CANADA – ONTARIO – Administrative Law – Judicial review is available for matters not covered by a statutory right of appeal. Judicial review is available to challenge allegedly unreasonable or procedurally unfair decisions of administrative tribunals despite a limited statutory right of appeal on questions of law.

CANADA ONTARIO – Administrative Law – Deference – Clarifying Vavilov, the law recognizes greater accountability on the part of administrative tribunals and the Supreme Court of Canada suggests a move away from unquestioning deference of administrative tribunal decisions.

CANADA – ONTARIO – Administrative Law – When exercising its discretion to undertake judicial review considering a limited right of appeal, the judge must determine if judicial review is appropriate in the circumstances and whether there are alternate remedies available such as unexhausted internal review processes or the right of appeal is not restricted such that questions of law, mixed fact and law and law can be considered on appeal.

Yatar v. TD Meloche Monnex and Licence Appeal Tribunal et al
2024 SCC 8 (CanLII) (March 15, 2024)
Supreme Court of Canada (Wagner CJ, Karakatsanis, Cóte, Rowe, Martin, Kasirer, Jamal, O’Bonsawin and Moreau JJ)

This was an appeal of an ONCA decision upholding the Ontario Licence Appeal Tribunal’s (“LAT”) denial of Yatar’s application for judicial review.

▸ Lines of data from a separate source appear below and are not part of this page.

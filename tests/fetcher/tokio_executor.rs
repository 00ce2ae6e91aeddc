use std::sync::Arc;
use std::time::Duration;

use crate::support::{
    helpers::{
        find_command, first_batch_reply, follow_cursor, init_tracing, next_batch_reply, target,
        CallbackLog,
    },
    scripted::{ScriptedTransport, Step},
};
use anyhow::Result;
use cursorfetch::{
    collect_documents, ErrorCode, ExecutorConfig, FetchOutcome, Fetcher, TaskExecutor,
    TokioTaskExecutor,
};
use mongodb::bson::doc;
use tokio::time::timeout;

const JOIN_TIMEOUT: Duration = Duration::from_secs(5);

fn executor_with(
    transport: &ScriptedTransport,
    config: ExecutorConfig,
) -> Result<Arc<TokioTaskExecutor>> {
    init_tracing();
    let executor = TokioTaskExecutor::new(config, Arc::new(transport.clone()))?;
    Ok(Arc::new(executor))
}

fn recording_fetcher(executor: &Arc<TokioTaskExecutor>, log: &CallbackLog) -> Result<Fetcher> {
    let recorder = log.clone();
    Fetcher::new(
        executor.clone(),
        target(),
        "db",
        find_command(),
        move |result| {
            recorder.record(&result);
            follow_cursor(&result)
        },
    )
}

#[tokio::test]
async fn collect_documents_follows_cursor_to_exhaustion() -> Result<()> {
    let transport = ScriptedTransport::new([
        Step::Reply(first_batch_reply(7, vec![doc! { "_id": 1 }])),
        Step::ReplyAfter(
            Duration::from_millis(5),
            next_batch_reply(7, vec![doc! { "_id": 2 }, doc! { "_id": 3 }]),
        ),
        Step::Reply(next_batch_reply(0, vec![doc! { "_id": 4 }])),
    ]);
    let executor = executor_with(&transport, ExecutorConfig::default())?;

    let documents = timeout(
        JOIN_TIMEOUT,
        collect_documents(executor.clone(), target(), "db", find_command()),
    )
    .await?
    .expect("collection should succeed");

    let ids: Vec<i32> = documents
        .iter()
        .map(|document| document.get_i32("_id").expect("_id"))
        .collect();
    assert_eq!(ids, vec![1, 2, 3, 4]);

    let requests = transport.requests();
    assert_eq!(requests.len(), 3);
    assert_eq!(requests[0].command, find_command());
    assert_eq!(
        requests[2].command,
        doc! { "getMore": 7_i64, "collection": "coll" }
    );

    let metrics = executor.metrics();
    assert_eq!(metrics.scheduled, 3);
    assert_eq!(metrics.responses, 3);
    assert_eq!(metrics.in_flight(), 0);

    executor.shutdown();
    timeout(JOIN_TIMEOUT, executor.join()).await?;
    Ok(())
}

#[tokio::test]
async fn collect_documents_returns_remote_failure() -> Result<()> {
    let transport = ScriptedTransport::new([Step::Reply(
        doc! { "ok": 0, "errmsg": "bad hint", "code": 2 },
    )]);
    let executor = executor_with(&transport, ExecutorConfig::default())?;

    let err = collect_documents(executor.clone(), target(), "db", find_command())
        .await
        .expect_err("remote failure should surface");
    assert_eq!(err.code(), ErrorCode::BadValue);
    assert_eq!(err.reason(), "bad hint");
    Ok(())
}

#[tokio::test]
async fn transport_error_reaches_callback() -> Result<()> {
    let transport =
        ScriptedTransport::new([Step::Fail(ErrorCode::HostUnreachable, "connection refused")]);
    let executor = executor_with(&transport, ExecutorConfig::default())?;
    let log = CallbackLog::default();
    let fetcher = recording_fetcher(&executor, &log)?;

    fetcher.schedule()?;
    timeout(JOIN_TIMEOUT, fetcher.join()).await?;

    assert_eq!(log.len(), 1);
    assert_eq!(log.last_error().code(), ErrorCode::HostUnreachable);
    assert_eq!(executor.metrics().failures, 1);
    Ok(())
}

#[tokio::test]
async fn cancel_interrupts_outstanding_command() -> Result<()> {
    let transport = ScriptedTransport::new([Step::Hang]);
    let executor = executor_with(&transport, ExecutorConfig::default())?;
    let log = CallbackLog::default();
    let fetcher = recording_fetcher(&executor, &log)?;

    fetcher.schedule()?;
    timeout(JOIN_TIMEOUT, transport.command_started()).await?;
    assert!(fetcher.is_active());

    fetcher.cancel();
    fetcher.cancel();
    timeout(JOIN_TIMEOUT, fetcher.join()).await?;

    assert!(!fetcher.is_active());
    assert_eq!(log.len(), 1);
    assert_eq!(log.last_error().code(), ErrorCode::CallbackCanceled);
    assert_eq!(executor.metrics().canceled, 1);
    Ok(())
}

#[tokio::test]
async fn executor_shutdown_completes_outstanding_command() -> Result<()> {
    let transport = ScriptedTransport::new([Step::Hang]);
    let executor = executor_with(&transport, ExecutorConfig::default())?;
    let log = CallbackLog::default();
    let fetcher = recording_fetcher(&executor, &log)?;

    fetcher.schedule()?;
    timeout(JOIN_TIMEOUT, transport.command_started()).await?;

    executor.shutdown();
    timeout(JOIN_TIMEOUT, fetcher.join()).await?;
    timeout(JOIN_TIMEOUT, executor.join()).await?;

    assert_eq!(log.last_error().code(), ErrorCode::ShutdownInProgress);
    assert!(executor.is_shutting_down());

    let late = recording_fetcher(&executor, &log)?;
    let err = late.schedule().expect_err("schedule after shutdown must fail");
    assert_eq!(err.code(), ErrorCode::ShutdownInProgress);
    assert!(!late.is_active());
    Ok(())
}

#[tokio::test]
async fn command_timeout_is_reported_as_network_timeout() -> Result<()> {
    let transport = ScriptedTransport::new([Step::Hang]);
    let config = ExecutorConfig::builder()
        .command_timeout(Duration::from_millis(30))
        .build()?;
    let executor = executor_with(&transport, config)?;
    let log = CallbackLog::default();
    let fetcher = recording_fetcher(&executor, &log)?;

    fetcher.schedule()?;
    timeout(JOIN_TIMEOUT, fetcher.join()).await?;

    assert_eq!(log.last_error().code(), ErrorCode::NetworkTimeout);
    assert!(matches!(fetcher.outcome(), Some(FetchOutcome::Failed(_))));
    assert_eq!(executor.metrics().timeouts, 1);
    Ok(())
}

#[test]
fn executor_requires_a_runtime() {
    let transport = ScriptedTransport::new(Vec::new());
    let err = match TokioTaskExecutor::new(ExecutorConfig::default(), Arc::new(transport)) {
        Ok(_) => panic!("executor should not build outside a runtime"),
        Err(err) => err,
    };
    assert!(format!("{err:#}").contains("tokio runtime"));
}
//! Status values handed to fetcher callbacks: a numeric error code compatible
//! with the server's error code space plus a human readable reason.

use mongodb::bson::{Bson, Document};
use std::fmt;

/// Error codes produced or observed by the fetcher. Codes reported by a remote
/// peer that have no named variant are preserved through [`ErrorCode::Other`].
#[derive(Debug, Clone, Copy, PartialEq, Eq, Hash)]
pub enum ErrorCode {
    InternalError,
    BadValue,
    HostUnreachable,
    UnknownError,
    FailedToParse,
    IllegalOperation,
    ExceededTimeLimit,
    NetworkTimeout,
    CallbackCanceled,
    ShutdownInProgress,
    Other(i32),
}

impl ErrorCode {
    pub fn from_code(code: i32) -> Self {
        match code {
            1 => ErrorCode::InternalError,
            2 => ErrorCode::BadValue,
            6 => ErrorCode::HostUnreachable,
            8 => ErrorCode::UnknownError,
            9 => ErrorCode::FailedToParse,
            20 => ErrorCode::IllegalOperation,
            50 => ErrorCode::ExceededTimeLimit,
            89 => ErrorCode::NetworkTimeout,
            90 => ErrorCode::CallbackCanceled,
            91 => ErrorCode::ShutdownInProgress,
            other => ErrorCode::Other(other),
        }
    }

    pub fn code(self) -> i32 {
        match self {
            ErrorCode::InternalError => 1,
            ErrorCode::BadValue => 2,
            ErrorCode::HostUnreachable => 6,
            ErrorCode::UnknownError => 8,
            ErrorCode::FailedToParse => 9,
            ErrorCode::IllegalOperation => 20,
            ErrorCode::ExceededTimeLimit => 50,
            ErrorCode::NetworkTimeout => 89,
            ErrorCode::CallbackCanceled => 90,
            ErrorCode::ShutdownInProgress => 91,
            ErrorCode::Other(code) => code,
        }
    }

    pub fn name(self) -> &'static str {
        match self {
            ErrorCode::InternalError => "InternalError",
            ErrorCode::BadValue => "BadValue",
            ErrorCode::HostUnreachable => "HostUnreachable",
            ErrorCode::UnknownError => "UnknownError",
            ErrorCode::FailedToParse => "FailedToParse",
            ErrorCode::IllegalOperation => "IllegalOperation",
            ErrorCode::ExceededTimeLimit => "ExceededTimeLimit",
            ErrorCode::NetworkTimeout => "NetworkTimeout",
            ErrorCode::CallbackCanceled => "CallbackCanceled",
            ErrorCode::ShutdownInProgress => "ShutdownInProgress",
            ErrorCode::Other(_) => "Location",
        }
    }
}

impl fmt::Display for ErrorCode {
    fn fmt(&self, f: &mut fmt::Formatter<'_>) -> fmt::Result {
        match self {
            ErrorCode::Other(code) => write!(f, "Location{code}"),
            named => f.write_str(named.name()),
        }
    }
}

/// Terminal status delivered to a fetcher callback or returned from `schedule()`.
#[derive(Debug, Clone, PartialEq, Eq)]
pub struct FetchError {
    code: ErrorCode,
    reason: String,
}

impl FetchError {
    pub fn new(code: ErrorCode, reason: impl Into<String>) -> Self {
        Self {
            code,
            reason: reason.into(),
        }
    }

    pub fn failed_to_parse(reason: impl Into<String>) -> Self {
        Self::new(ErrorCode::FailedToParse, reason)
    }

    pub fn bad_value(reason: impl Into<String>) -> Self {
        Self::new(ErrorCode::BadValue, reason)
    }

    pub fn illegal_operation(reason: impl Into<String>) -> Self {
        Self::new(ErrorCode::IllegalOperation, reason)
    }

    pub fn callback_canceled(reason: impl Into<String>) -> Self {
        Self::new(ErrorCode::CallbackCanceled, reason)
    }

    pub fn shutdown_in_progress(reason: impl Into<String>) -> Self {
        Self::new(ErrorCode::ShutdownInProgress, reason)
    }

    pub fn code(&self) -> ErrorCode {
        self.code
    }

    pub fn reason(&self) -> &str {
        &self.reason
    }

    /// True for the lifecycle statuses produced by cancellation or executor shutdown.
    pub fn is_lifecycle(&self) -> bool {
        matches!(
            self.code,
            ErrorCode::CallbackCanceled | ErrorCode::ShutdownInProgress
        )
    }
}

impl fmt::Display for FetchError {
    fn fmt(&self, f: &mut fmt::Formatter<'_>) -> fmt::Result {
        write!(f, "{}: {}", self.code, self.reason)
    }
}

impl std::error::Error for FetchError {}

/// Extracts the command-level status carried by a reply document.
///
/// A reply whose `ok` field is present and falsy is a remote failure; its
/// `code` and `errmsg` are returned unchanged. Replies without `ok` are left
/// for the cursor parser to judge.
pub fn command_status(reply: &Document) -> Result<(), FetchError> {
    let ok = match reply.get("ok") {
        None => return Ok(()),
        Some(value) => is_truthy(value),
    };
    if ok {
        return Ok(());
    }

    let code = match reply.get("code") {
        Some(Bson::Int32(code)) => ErrorCode::from_code(*code),
        Some(Bson::Int64(code)) => narrow_code(*code),
        Some(Bson::Double(code))
            if code.fract() == 0.0 && *code >= i64::MIN as f64 && *code < i64::MAX as f64 =>
        {
            narrow_code(*code as i64)
        }
        _ => ErrorCode::UnknownError,
    };
    let reason = reply
        .get_str("errmsg")
        .map(str::to_owned)
        .unwrap_or_else(|_| "command failed".to_owned());

    Err(FetchError::new(code, reason))
}

fn narrow_code(code: i64) -> ErrorCode {
    i32::try_from(code)
        .map(ErrorCode::from_code)
        .unwrap_or(ErrorCode::UnknownError)
}

/// Only booleans and numbers can report success; any other `ok` value is a failure.
fn is_truthy(value: &Bson) -> bool {
    match value {
        Bson::Boolean(flag) => *flag,
        Bson::Int32(n) => *n != 0,
        Bson::Int64(n) => *n != 0,
        Bson::Double(n) => *n != 0.0 && !n.is_nan(),
        _ => false,
    }
}
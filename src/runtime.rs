//! Runtime glue: executor configuration and tracing/metrics telemetry.

pub mod config;
pub mod telemetry;
use crate::runtime::telemetry;
use anyhow::{bail, Result};
use std::time::Duration;

const DEFAULT_COMMAND_TIMEOUT_SECS: u64 = 30;
const DEFAULT_SERVER_SELECTION_TIMEOUT_SECS: u64 = 10;
const DEFAULT_APP_NAME: &str = "cursorfetch";

/// Runtime configuration for [`crate::TokioTaskExecutor`] and [`crate::MongoTransport`].
///
/// All instances must be constructed via [`ExecutorConfig::builder`] or [`ExecutorConfig::new`]
/// so invariants are validated before any consumer observes the values.
#[derive(Debug, Clone, PartialEq, Eq)]
pub struct ExecutorConfig {
    command_timeout: Duration,
    metrics_interval: Duration,
    app_name: String,
    server_selection_timeout: Duration,
}

pub struct ExecutorConfigParams {
    pub command_timeout: Duration,
    pub metrics_interval: Duration,
    pub app_name: String,
    pub server_selection_timeout: Duration,
}

impl Default for ExecutorConfig {
    fn default() -> Self {
        Self {
            command_timeout: Duration::from_secs(DEFAULT_COMMAND_TIMEOUT_SECS),
            metrics_interval: telemetry::DEFAULT_METRICS_INTERVAL,
            app_name: DEFAULT_APP_NAME.to_owned(),
            server_selection_timeout: Duration::from_secs(DEFAULT_SERVER_SELECTION_TIMEOUT_SECS),
        }
    }
}

impl ExecutorConfig {
    /// Returns a builder to incrementally construct and validate a configuration.
    pub fn builder() -> ExecutorConfigBuilder {
        ExecutorConfigBuilder::default()
    }

    /// Constructs a configuration directly from the provided values.
    pub fn new(params: ExecutorConfigParams) -> Result<Self> {
        let ExecutorConfigParams {
            command_timeout,
            metrics_interval,
            app_name,
            server_selection_timeout,
        } = params;

        let config = Self {
            command_timeout,
            metrics_interval,
            app_name: app_name.trim().to_owned(),
            server_selection_timeout,
        };

        config.validate()?;
        Ok(config)
    }

    /// Timeout applied to commands that do not carry their own.
    pub fn command_timeout(&self) -> Duration {
        self.command_timeout
    }

    /// Interval used by the metrics reporter.
    pub fn metrics_interval(&self) -> Duration {
        self.metrics_interval
    }

    /// Application name reported to servers by the driver transport.
    pub fn app_name(&self) -> &str {
        &self.app_name
    }

    /// How long the driver transport waits for a target to become selectable.
    pub fn server_selection_timeout(&self) -> Duration {
        self.server_selection_timeout
    }

    /// Performs validation on an existing configuration instance.
    pub fn validate(&self) -> Result<()> {
        if self.command_timeout.is_zero() {
            bail!("command_timeout must be greater than 0");
        }

        if self.metrics_interval.is_zero() {
            bail!("metrics_interval must be greater than 0");
        }

        if self.app_name.trim().is_empty() {
            bail!("app_name cannot be empty");
        }

        if self.server_selection_timeout.is_zero() {
            bail!("server_selection_timeout must be greater than 0");
        }

        Ok(())
    }
}

#[derive(Debug, Default, Clone)]
pub struct ExecutorConfigBuilder {
    command_timeout: Option<Duration>,
    metrics_interval: Option<Duration>,
    app_name: Option<String>,
    server_selection_timeout: Option<Duration>,
}

impl ExecutorConfigBuilder {
    pub fn command_timeout(mut self, timeout: Duration) -> Self {
        self.command_timeout = Some(timeout);
        self
    }

    pub fn metrics_interval(mut self, interval: Duration) -> Self {
        self.metrics_interval = Some(interval);
        self
    }

    pub fn app_name(mut self, name: impl Into<String>) -> Self {
        self.app_name = Some(name.into());
        self
    }

    pub fn server_selection_timeout(mut self, timeout: Duration) -> Self {
        self.server_selection_timeout = Some(timeout);
        self
    }

    pub fn build(self) -> Result<ExecutorConfig> {
        let defaults = ExecutorConfig::default();
        let params = ExecutorConfigParams {
            command_timeout: self.command_timeout.unwrap_or(defaults.command_timeout),
            metrics_interval: self.metrics_interval.unwrap_or(defaults.metrics_interval),
            app_name: self.app_name.unwrap_or(defaults.app_name),
            server_selection_timeout: self
                .server_selection_timeout
                .unwrap_or(defaults.server_selection_timeout),
        };

        ExecutorConfig::new(params)
    }
}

The SCC held that a limited statutory right of appeal does not preclude judicial review for matters that are not the subject of appeal. For example, if there was a limited right of appeal limited to questions of law, judicial review is available for questions of fact or mixed fact and law.


At issue were denials of Yatar’s accident benefits (income replacement and housekeeping) over a period of time related to an automobile accident. No dispute resolution forms were attached to the two last denial of benefits letters from the insurer.

Yatar’s rights of appeal were limited to questions of law pursuant to the Ontario Licence Appeal Tribunal Act 1999. Yatar brought an appeal on a question of law and sought judicial review on questions of fact or mixed fact and law. The Ontario Divisional Court dismissed the appeal on the basis the LAT adjudicator made no errors of law and because there were no exceptional circumstances justifying judicial review. (para.2)

The Ontario Court of Appeal dismissed Yatar’s appeal on the basis that: a) judicial review can only be exercised in rare cases when there is a statutory scheme for dispute resolution; b) Yatar had an alternative remedy; and c) the LAT adjudicator’s decision was reasonable and therefore judicial review would be denied.

The SCC allowed the appeal and remitted the matter to the LAT adjudicator.


There were two issued before the SCC:

  1. Did the ONCA err when it concluded that the legislature’s decision to limit appeals to questions of law restricted the availability of judicial review of the LAT decisions for errors of fact or of mixed fact and law?
  2. Did the ONCA err when it concluded that the LAT adjudicator’s reconsideration decision was reasonable? (para. 30)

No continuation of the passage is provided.